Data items
=======

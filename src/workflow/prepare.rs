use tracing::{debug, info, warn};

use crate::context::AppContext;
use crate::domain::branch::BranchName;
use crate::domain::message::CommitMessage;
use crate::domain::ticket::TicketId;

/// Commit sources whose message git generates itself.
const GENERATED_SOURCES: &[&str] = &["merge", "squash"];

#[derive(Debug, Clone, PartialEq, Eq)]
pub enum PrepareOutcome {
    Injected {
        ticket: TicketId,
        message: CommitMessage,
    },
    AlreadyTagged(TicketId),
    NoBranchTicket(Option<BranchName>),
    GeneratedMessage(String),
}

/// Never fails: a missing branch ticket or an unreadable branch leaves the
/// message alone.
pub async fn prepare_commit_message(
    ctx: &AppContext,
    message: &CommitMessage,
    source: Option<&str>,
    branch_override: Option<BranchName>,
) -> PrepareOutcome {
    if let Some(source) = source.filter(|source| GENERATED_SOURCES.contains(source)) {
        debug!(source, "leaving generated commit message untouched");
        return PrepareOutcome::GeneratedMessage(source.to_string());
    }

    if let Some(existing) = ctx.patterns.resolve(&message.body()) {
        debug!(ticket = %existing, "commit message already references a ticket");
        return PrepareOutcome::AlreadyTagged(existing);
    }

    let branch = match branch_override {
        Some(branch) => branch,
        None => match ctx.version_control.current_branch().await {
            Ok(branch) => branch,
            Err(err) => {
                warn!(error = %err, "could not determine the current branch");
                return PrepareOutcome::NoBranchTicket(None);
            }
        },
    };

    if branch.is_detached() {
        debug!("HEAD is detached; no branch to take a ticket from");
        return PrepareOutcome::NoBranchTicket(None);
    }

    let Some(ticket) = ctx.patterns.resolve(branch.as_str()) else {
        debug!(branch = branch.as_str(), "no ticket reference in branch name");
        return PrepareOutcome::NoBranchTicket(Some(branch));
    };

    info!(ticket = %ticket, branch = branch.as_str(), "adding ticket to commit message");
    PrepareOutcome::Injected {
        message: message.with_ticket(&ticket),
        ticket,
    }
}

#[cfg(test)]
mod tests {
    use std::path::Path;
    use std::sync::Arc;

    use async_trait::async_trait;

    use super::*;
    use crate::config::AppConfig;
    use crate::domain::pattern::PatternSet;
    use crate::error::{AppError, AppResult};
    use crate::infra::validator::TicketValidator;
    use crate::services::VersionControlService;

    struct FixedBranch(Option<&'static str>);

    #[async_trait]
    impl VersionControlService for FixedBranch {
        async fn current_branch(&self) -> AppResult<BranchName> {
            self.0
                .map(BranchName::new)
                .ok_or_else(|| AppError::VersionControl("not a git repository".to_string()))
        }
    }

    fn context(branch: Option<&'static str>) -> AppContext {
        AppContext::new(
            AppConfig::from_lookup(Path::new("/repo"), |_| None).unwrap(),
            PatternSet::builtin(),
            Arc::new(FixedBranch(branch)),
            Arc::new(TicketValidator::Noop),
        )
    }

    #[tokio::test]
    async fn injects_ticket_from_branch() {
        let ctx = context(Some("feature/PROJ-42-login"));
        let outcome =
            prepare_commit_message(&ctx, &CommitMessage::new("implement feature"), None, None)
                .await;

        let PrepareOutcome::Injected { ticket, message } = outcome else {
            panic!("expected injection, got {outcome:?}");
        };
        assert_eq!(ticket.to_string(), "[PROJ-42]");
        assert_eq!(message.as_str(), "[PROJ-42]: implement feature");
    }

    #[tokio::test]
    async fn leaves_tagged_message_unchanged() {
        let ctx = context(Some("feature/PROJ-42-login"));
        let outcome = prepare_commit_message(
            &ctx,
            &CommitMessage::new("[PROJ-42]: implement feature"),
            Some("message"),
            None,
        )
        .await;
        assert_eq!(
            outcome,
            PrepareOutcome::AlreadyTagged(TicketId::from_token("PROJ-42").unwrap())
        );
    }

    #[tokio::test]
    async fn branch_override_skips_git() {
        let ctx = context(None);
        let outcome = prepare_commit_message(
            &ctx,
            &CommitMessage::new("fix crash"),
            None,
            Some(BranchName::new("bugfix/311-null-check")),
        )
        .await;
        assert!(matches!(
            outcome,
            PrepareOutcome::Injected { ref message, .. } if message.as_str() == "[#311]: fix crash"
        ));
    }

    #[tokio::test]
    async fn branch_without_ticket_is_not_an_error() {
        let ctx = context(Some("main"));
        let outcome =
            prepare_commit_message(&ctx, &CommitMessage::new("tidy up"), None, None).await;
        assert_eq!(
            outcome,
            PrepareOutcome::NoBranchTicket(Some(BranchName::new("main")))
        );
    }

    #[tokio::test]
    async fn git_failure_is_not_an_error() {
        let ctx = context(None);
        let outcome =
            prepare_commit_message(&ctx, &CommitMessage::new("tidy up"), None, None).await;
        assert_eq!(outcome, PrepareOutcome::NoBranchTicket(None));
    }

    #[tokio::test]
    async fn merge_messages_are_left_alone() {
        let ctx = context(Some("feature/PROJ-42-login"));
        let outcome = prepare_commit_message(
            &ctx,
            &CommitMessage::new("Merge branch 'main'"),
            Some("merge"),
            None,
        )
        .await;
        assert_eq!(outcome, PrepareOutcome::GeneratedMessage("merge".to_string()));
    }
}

=======

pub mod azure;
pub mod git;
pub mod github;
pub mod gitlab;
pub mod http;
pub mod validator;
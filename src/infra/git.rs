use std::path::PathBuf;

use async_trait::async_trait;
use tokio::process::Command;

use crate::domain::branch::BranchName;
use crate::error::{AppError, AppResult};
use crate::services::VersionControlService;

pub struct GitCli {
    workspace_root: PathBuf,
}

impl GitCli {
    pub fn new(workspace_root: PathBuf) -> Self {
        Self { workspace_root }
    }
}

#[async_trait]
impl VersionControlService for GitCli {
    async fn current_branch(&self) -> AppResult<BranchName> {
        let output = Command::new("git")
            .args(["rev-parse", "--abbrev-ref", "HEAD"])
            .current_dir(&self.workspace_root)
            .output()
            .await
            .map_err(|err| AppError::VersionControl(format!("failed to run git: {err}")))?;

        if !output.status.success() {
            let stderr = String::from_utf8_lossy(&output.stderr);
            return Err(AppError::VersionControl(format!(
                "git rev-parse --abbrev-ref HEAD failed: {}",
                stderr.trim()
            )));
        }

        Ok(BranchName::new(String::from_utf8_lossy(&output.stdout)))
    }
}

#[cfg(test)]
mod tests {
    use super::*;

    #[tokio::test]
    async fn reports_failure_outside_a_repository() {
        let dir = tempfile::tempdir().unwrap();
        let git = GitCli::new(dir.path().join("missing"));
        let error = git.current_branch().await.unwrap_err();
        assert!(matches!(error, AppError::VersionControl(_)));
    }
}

=======

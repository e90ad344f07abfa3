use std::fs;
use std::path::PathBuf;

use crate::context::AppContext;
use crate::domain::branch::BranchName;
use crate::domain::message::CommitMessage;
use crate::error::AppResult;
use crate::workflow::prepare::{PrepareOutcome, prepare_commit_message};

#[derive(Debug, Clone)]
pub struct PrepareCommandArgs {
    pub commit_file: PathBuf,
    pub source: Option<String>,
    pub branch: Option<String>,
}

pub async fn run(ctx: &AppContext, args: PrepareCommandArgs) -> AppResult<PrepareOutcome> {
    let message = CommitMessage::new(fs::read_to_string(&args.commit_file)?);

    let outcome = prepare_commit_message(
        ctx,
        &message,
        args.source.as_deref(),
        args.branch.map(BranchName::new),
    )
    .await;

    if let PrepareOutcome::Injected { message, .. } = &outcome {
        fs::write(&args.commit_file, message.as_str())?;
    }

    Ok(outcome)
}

=======

__WORK ORDER__
Above are the entries. Output exactly the lines beginning with the line that has "return PrepareOutcome::GeneratedMessage(source.to_string());" and ending with the line that has "message already references".

__RESULT FOR THIS TASK__
        return PrepareOutcome::GeneratedMessage(source.to_string());
    }

    if let Some(existing) = ctx.patterns.resolve(&message.body()) {
        debug!(ticket = %existing, "commit message already references a ticket");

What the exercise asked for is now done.